The timescale offered for the CFA to begin a rich harvest of young elite players by Txiki Begiristain, the director of football (like Soriano, formerly at Barcelona), is two or three years. By then there is confidence that some of those who are performing at the CFA’s new 7,000-seat facility will regularly make the jump to the first team.
What City want to achieve is a permanent place among the elite. A first European Cup is the ambition for the next half-decade, with at least four semi-finals during this timescale the benchmark. The club also want to retain the Premier League, joining United and Chelsea in that feat. As with Liverpool in the 1970s and 1980s and United in the 1990s and noughties, City are serious about dominating domestically and on the continent. Being noisy neighbours is for the immature. There are far grander prizes to be claimed than local bragging rights over United.
Part of the attraction of replacing Mancini with Pellegrini was the lack of off-message incidents and headlines the Chilean creates. So, too, the offloading of Balotelli and Tevez: two players whose characters made controlling the new City message near-impossible.
The on-field ambition is married to an off-field vision. Last year Abu Dhabi was accused of using “City to launder the reputation of the country” by Human Rights Watch, which claimed Mansour’s homeland is a “black hole” for human rights, but the club continue to establish themselves as the hub of their community, having begun building the area’s first sixth-form college and donating £3m towards local leisure facilities.
This ethos is summed up by Mubarak, Mansour’s man on the ground. “The club has made no secret of the fact that winning championships is at the heart of its strategy,” he said in City’s most recent annual report. “However, we are also seeking to create teams that play creative, entertaining football, and at the same time to continue to build a socially responsible and commercially successful off-field operation to harness the opportunities generated by our on-pitch performance.

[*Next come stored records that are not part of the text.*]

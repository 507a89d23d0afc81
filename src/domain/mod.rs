//! Core data structures shared across the pipeline.

pub mod message;
pub mod task;

pub use message::{AudioKind, Transcript, VoiceMessage};
pub use task::{ExtractedTask, Priority, TaskCandidate};
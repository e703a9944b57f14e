use thiserror::Error;

/// Errors raised while interpreting a user's search input
#[derive(Debug, Error, PartialEq, Eq)]
pub enum TrialError {
    #[error("Invalid distance: {0}")]
    InvalidRadius(String),

    #[error("Invalid age: {0}")]
    InvalidAge(String),
}
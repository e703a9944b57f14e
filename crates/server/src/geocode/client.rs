//! Google Geocoding API client

use serde::Deserialize;
use trialfinder_core::Coordinates;

use crate::error::ProviderError;
use crate::middleware::record_provider_call;

const PROVIDER: &str = "geocoder";

/// Geocoder for free-text addresses.
///
/// Lookups never fail hard: every problem degrades to `None` and is logged.
#[derive(Clone)]
pub struct GeocodeClient {
    http: reqwest::Client,
    base_url: String,
    api_key: Option<String>,
}

#[derive(Debug, Deserialize)]
struct GeocodeResponse {
    status: String,
    #[serde(default)]
    results: Vec<GeocodeResult>,
    #[serde(default)]
    error_message: Option<String>,
}

#[derive(Debug, Deserialize)]
struct GeocodeResult {
    geometry: Geometry,
}

#[derive(Debug, Deserialize)]
struct Geometry {
    location: LatLng,
}

#[derive(Debug, Deserialize)]
struct LatLng {
    lat: f64,
    lng: f64,
}

impl GeocodeClient {
    pub fn new(http: reqwest::Client, base_url: impl Into<String>, api_key: Option<String>) -> Self {
        Self {
            http,
            base_url: base_url.into(),
            api_key,
        }
    }

    /// Whether a Maps key is available; without one every lookup is `None`
    pub fn is_configured(&self) -> bool {
        self.api_key.is_some()
    }

    /// Resolve an address to coordinates, or `None` if it cannot be resolved
    pub async fn geocode(&self, address: &str) -> Option<Coordinates> {
        let address = address.trim();
        if address.is_empty() {
            return None;
        }

        let Some(api_key) = self.api_key.as_deref() else {
            tracing::debug!(address, "No Maps key, skipping geocode");
            return None;
        };

        let result = self.lookup(address, api_key).await;
        record_provider_call(PROVIDER, &result);

        match result {
            Ok(Some(coordinates)) => Some(coordinates),
            Ok(None) => None,
            Err(e) => {
                tracing::warn!(address, error = %e, "Geocoding failed");
                None
            }
        }
    }

    async fn lookup(&self, address: &str, api_key: &str) -> Result<Option<Coordinates>, ProviderError> {
        let response = self
            .http
            .get(&self.base_url)
            .query(&[("address", address), ("key", api_key)])
            .send()
            .await
            .map_err(|e| ProviderError::from_reqwest(PROVIDER, e))?;

        if !response.status().is_success() {
            let status = response.status().as_u16();
            let body = response.text().await.unwrap_or_default();
            return Err(ProviderError::Status {
                provider: PROVIDER,
                status,
                body,
            });
        }

        let body: GeocodeResponse = response.json().await.map_err(|e| ProviderError::Decode {
            provider: PROVIDER,
            message: e.to_string(),
        })?;

        match body.status.as_str() {
            "OK" => {
                let first = body.results.first();
                if first.is_none() {
                    tracing::warn!(address, "Geocoder returned OK with no results");
                }
                Ok(first.map(|r| Coordinates::new(r.geometry.location.lat, r.geometry.location.lng)))
            }
            "ZERO_RESULTS" => {
                tracing::info!(address, "Geocoder found no match");
                Ok(None)
            }
            other => Err(ProviderError::Decode {
                provider: PROVIDER,
                message: format!(
                    "status {}{}",
                    other,
                    body.error_message
                        .map(|m| format!(": {m}"))
                        .unwrap_or_default()
                ),
            }),
        }
    }
}
//! Prometheus metrics endpoint

use axum::{Extension, response::IntoResponse};
use metrics_exporter_prometheus::PrometheusHandle;

/// GET /metrics - Render request and provider-call metrics in Prometheus text format
pub async fn get(Extension(handle): Extension<PrometheusHandle>) -> impl IntoResponse {
    handle.render()
}
//! LLM-backed features

pub mod client;
pub mod summary;

pub use client::OpenAiClient;
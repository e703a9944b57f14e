//! Normalized trial records served to the frontend

use serde::{Deserialize, Serialize};

use crate::registry::{CentralContact, Study, StudyLocation};

/// Public study page for a registry identifier
pub const STUDY_URL_BASE: &str = "https://clinicaltrials.gov/study";

pub const DEFAULT_STATUS: &str = "Unknown";
pub const DEFAULT_TITLE: &str = "Untitled study";
pub const DEFAULT_GENDER: &str = "All";
pub const DEFAULT_MIN_AGE: &str = "0 Years";
pub const DEFAULT_MAX_AGE: &str = "N/A";

/// A geocoded point
#[derive(Debug, Clone, Copy, PartialEq, Serialize, Deserialize)]
pub struct Coordinates {
    pub latitude: f64,
    pub longitude: f64,
}

impl Coordinates {
    pub fn new(latitude: f64, longitude: f64) -> Self {
        Self {
            latitude,
            longitude,
        }
    }
}

/// Flat view of a registry study
#[derive(Debug, Clone, PartialEq, Serialize)]
pub struct TrialRecord {
    pub id: Option<String>,
    pub url: Option<String>,
    pub title: String,
    pub official_title: Option<String>,
    pub description: String,
    pub condition: String,
    pub status: String,
    pub phase: Option<String>,
    pub eligibility: Eligibility,
    pub locations: Vec<TrialLocation>,
    pub contacts: Vec<Contact>,
}

#[derive(Debug, Clone, PartialEq, Serialize, Deserialize)]
#[serde(default)]
pub struct Eligibility {
    pub gender: String,
    pub min_age: String,
    pub max_age: String,
    pub criteria: String,
}

impl Default for Eligibility {
    fn default() -> Self {
        Self {
            gender: DEFAULT_GENDER.to_string(),
            min_age: DEFAULT_MIN_AGE.to_string(),
            max_age: DEFAULT_MAX_AGE.to_string(),
            criteria: String::new(),
        }
    }
}

/// A trial site. Coordinates are flattened into `latitude`/`longitude`
/// and omitted entirely when the site could not be geocoded.
#[derive(Debug, Clone, PartialEq, Serialize)]
pub struct TrialLocation {
    pub facility: Option<String>,
    pub status: Option<String>,
    pub city: Option<String>,
    pub state: Option<String>,
    pub zip: Option<String>,
    pub country: Option<String>,
    #[serde(flatten)]
    pub coordinates: Option<Coordinates>,
}

#[derive(Debug, Clone, PartialEq, Serialize)]
pub struct Contact {
    pub name: Option<String>,
    pub role: Option<String>,
    pub phone: Option<String>,
    pub email: Option<String>,
}

/// Trim and drop empty strings
fn clean(value: Option<&str>) -> Option<String> {
    value
        .map(str::trim)
        .filter(|v| !v.is_empty())
        .map(str::to_string)
}

fn join_non_blank(values: &[String]) -> String {
    values
        .iter()
        .map(|v| v.trim())
        .filter(|v| !v.is_empty())
        .collect::<Vec<_>>()
        .join(", ")
}

impl TrialRecord {
    /// Build a record from a raw study.
    ///
    /// `coordinates` resolves a location's geocode query; it is only
    /// consulted for locations whose query is non-blank.
    pub fn from_study<F>(study: &Study, coordinates: F) -> Self
    where
        F: Fn(&str) -> Option<Coordinates>,
    {
        let section = &study.protocol_section;
        let ident = &section.identification_module;
        let eligibility = &section.eligibility_module;

        let id = clean(ident.nct_id.as_deref());
        let url = id.as_ref().map(|id| format!("{STUDY_URL_BASE}/{id}"));

        let phase = Some(join_non_blank(&section.design_module.phases)).filter(|p| !p.is_empty());

        let locations = section
            .contacts_locations_module
            .locations
            .iter()
            .map(|loc| TrialLocation::from_study_location(loc, &coordinates))
            .collect();

        let contacts = section
            .contacts_locations_module
            .central_contacts
            .iter()
            .map(Contact::from)
            .collect();

        Self {
            id,
            url,
            title: clean(ident.brief_title.as_deref()).unwrap_or_else(|| DEFAULT_TITLE.to_string()),
            official_title: clean(ident.official_title.as_deref()),
            description: clean(section.description_module.brief_summary.as_deref())
                .unwrap_or_default(),
            condition: join_non_blank(&section.conditions_module.conditions),
            status: clean(section.status_module.overall_status.as_deref())
                .unwrap_or_else(|| DEFAULT_STATUS.to_string()),
            phase,
            eligibility: Eligibility {
                gender: clean(eligibility.sex.as_deref())
                    .unwrap_or_else(|| DEFAULT_GENDER.to_string()),
                min_age: clean(eligibility.minimum_age.as_deref())
                    .unwrap_or_else(|| DEFAULT_MIN_AGE.to_string()),
                max_age: clean(eligibility.maximum_age.as_deref())
                    .unwrap_or_else(|| DEFAULT_MAX_AGE.to_string()),
                criteria: eligibility
                    .eligibility_criteria
                    .as_deref()
                    .map(str::trim)
                    .unwrap_or_default()
                    .to_string(),
            },
            locations,
            contacts,
        }
    }
}

impl TrialLocation {
    fn from_study_location<F>(loc: &StudyLocation, coordinates: &F) -> Self
    where
        F: Fn(&str) -> Option<Coordinates>,
    {
        let query = loc.geocode_query();
        let coordinates = if query.is_empty() {
            None
        } else {
            coordinates(&query)
        };

        Self {
            facility: clean(loc.facility.as_deref()),
            status: clean(loc.status.as_deref()),
            city: clean(loc.city.as_deref()),
            state: clean(loc.state.as_deref()),
            zip: clean(loc.zip.as_deref()),
            country: clean(loc.country.as_deref()),
            coordinates,
        }
    }
}

impl From<&CentralContact> for Contact {
    fn from(c: &CentralContact) -> Self {
        Self {
            name: clean(c.name.as_deref()),
            role: clean(c.role.as_deref()),
            phone: clean(c.phone.as_deref()),
            email: clean(c.email.as_deref()),
        }
    }
}

#[cfg(test)]
mod tests {
    use super::*;
    use serde_json::json;

    fn study(value: serde_json::Value) -> Study {
        serde_json::from_value(value).unwrap()
    }

    fn no_geocoder(_: &str) -> Option<Coordinates> {
        None
    }

    #[test]
    fn empty_eligibility_module_uses_defaults() {
        let study = study(json!({"protocolSection": {"eligibilityModule": {}}}));
        let record = TrialRecord::from_study(&study, no_geocoder);

        assert_eq!(record.eligibility.gender, "All");
        assert_eq!(record.eligibility.min_age, "0 Years");
        assert_eq!(record.eligibility.max_age, "N/A");
        assert_eq!(record.eligibility.criteria, "");
        assert_eq!(record.status, "Unknown");
        assert_eq!(record.title, DEFAULT_TITLE);
    }

    #[test]
    fn missing_id_yields_no_url() {
        let record = TrialRecord::from_study(&Study::default(), no_geocoder);
        assert!(record.id.is_none());
        assert!(record.url.is_none());

        let blank = study(json!({"protocolSection": {"identificationModule": {"nctId": "  "}}}));
        assert!(TrialRecord::from_study(&blank, no_geocoder).url.is_none());
    }

    #[test]
    fn maps_identification_and_conditions() {
        let study = study(json!({
            "protocolSection": {
                "identificationModule": {
                    "nctId": "NCT01234567",
                    "briefTitle": "Imatinib in CML",
                    "officialTitle": "A Phase 2 Study of Imatinib"
                },
                "statusModule": {"overallStatus": "RECRUITING"},
                "descriptionModule": {"briefSummary": "Tests imatinib."},
                "conditionsModule": {"conditions": ["CML", " ", "Leukemia"]},
                "designModule": {"phases": ["PHASE1", "PHASE2"]},
                "contactsLocationsModule": {
                    "centralContacts": [{"name": "Jane Doe", "role": "CONTACT", "email": "jd@example.org"}]
                }
            }
        }));
        let record = TrialRecord::from_study(&study, no_geocoder);

        assert_eq!(record.id.as_deref(), Some("NCT01234567"));
        assert_eq!(
            record.url.as_deref(),
            Some("https://clinicaltrials.gov/study/NCT01234567")
        );
        assert_eq!(record.condition, "CML, Leukemia");
        assert_eq!(record.status, "RECRUITING");
        assert_eq!(record.phase.as_deref(), Some("PHASE1, PHASE2"));
        assert_eq!(record.contacts.len(), 1);
        assert_eq!(record.contacts[0].name.as_deref(), Some("Jane Doe"));
        assert!(record.contacts[0].phone.is_none());
    }

    #[test]
    fn locations_keep_order_and_skip_blank_queries() {
        let study = study(json!({
            "protocolSection": {
                "contactsLocationsModule": {
                    "locations": [
                        {"facility": "MGH", "city": "Boston", "state": "Massachusetts", "zip": "02114", "country": "United States"},
                        {"facility": "Unknown Site"},
                        {"facility": "MD Anderson", "city": "Houston", "country": "United States"}
                    ]
                }
            }
        }));
        let record = TrialRecord::from_study(&study, |query| match query {
            "Boston Massachusetts 02114 United States" => Some(Coordinates::new(42.36, -71.07)),
            "Houston United States" => Some(Coordinates::new(29.71, -95.40)),
            _ => None,
        });

        let facilities: Vec<_> = record
            .locations
            .iter()
            .map(|l| l.facility.as_deref().unwrap())
            .collect();
        assert_eq!(facilities, ["MGH", "Unknown Site", "MD Anderson"]);
        assert_eq!(
            record.locations[0].coordinates,
            Some(Coordinates::new(42.36, -71.07))
        );
        assert!(record.locations[1].coordinates.is_none());
        assert_eq!(
            record.locations[2].coordinates,
            Some(Coordinates::new(29.71, -95.40))
        );
    }

    #[test]
    fn location_coordinates_serialize_flat() {
        let location = TrialLocation {
            facility: Some("MGH".into()),
            status: None,
            city: Some("Boston".into()),
            state: None,
            zip: None,
            country: None,
            coordinates: Some(Coordinates::new(42.0, -71.0)),
        };
        let value = serde_json::to_value(&location).unwrap();
        assert_eq!(value["latitude"], 42.0);
        assert_eq!(value["longitude"], -71.0);

        let bare = TrialLocation {
            coordinates: None,
            ..location
        };
        let value = serde_json::to_value(&bare).unwrap();
        assert!(value.get("latitude").is_none());
    }
}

“That is the model for a successful and sustainable football club and it is one we continue to pursue in all aspects of our operations. Rapidly expanding our global presence remains a priority.”
While this last comment refers to City’s growing portfolio of clubs that includes a majority stake in New York City FC and Melbourne City FC plus a minority interest in Japan’s Yokohoma F Marinos, the jewel in the crown is the CFA. A two-year build has resulted in a centre that can claim to be the world’s premier facility – in any sport. Once completed, which should be in November, Vincent Kompany and his squad, City Women, the junior teams and various staff will enjoy a site with 16 full-sized fields, a Fifa regulation indoor pitch, a stadium and a superb training, medical and operational complex.
Pellegrini said: “It is the best facility in the world. We have all what you need to work in every sense. I am sure it is a very big step for this club to continue growing every day as they want.”
Of the women’s triumph he said: “This club wants to improve every day in every different area, in women, professional football, in young players. The best way to test if you are really improving is winning titles.”
Work has also begun on expanding the Etihad Stadium to a 60,000-seat arena. Mubarak said: “We are already seeing results from investment in our academy in recent years. The development of homegrown youth talent into first-team players – a stated aim at the time of the club’s acquisition – remains an achievable ambition in the years ahead.”
One person who worked on construction of the CFA site, part of the larger Etihad Campus, describes it “as out of this world”.
This is a fair evaluation of City’s ambition.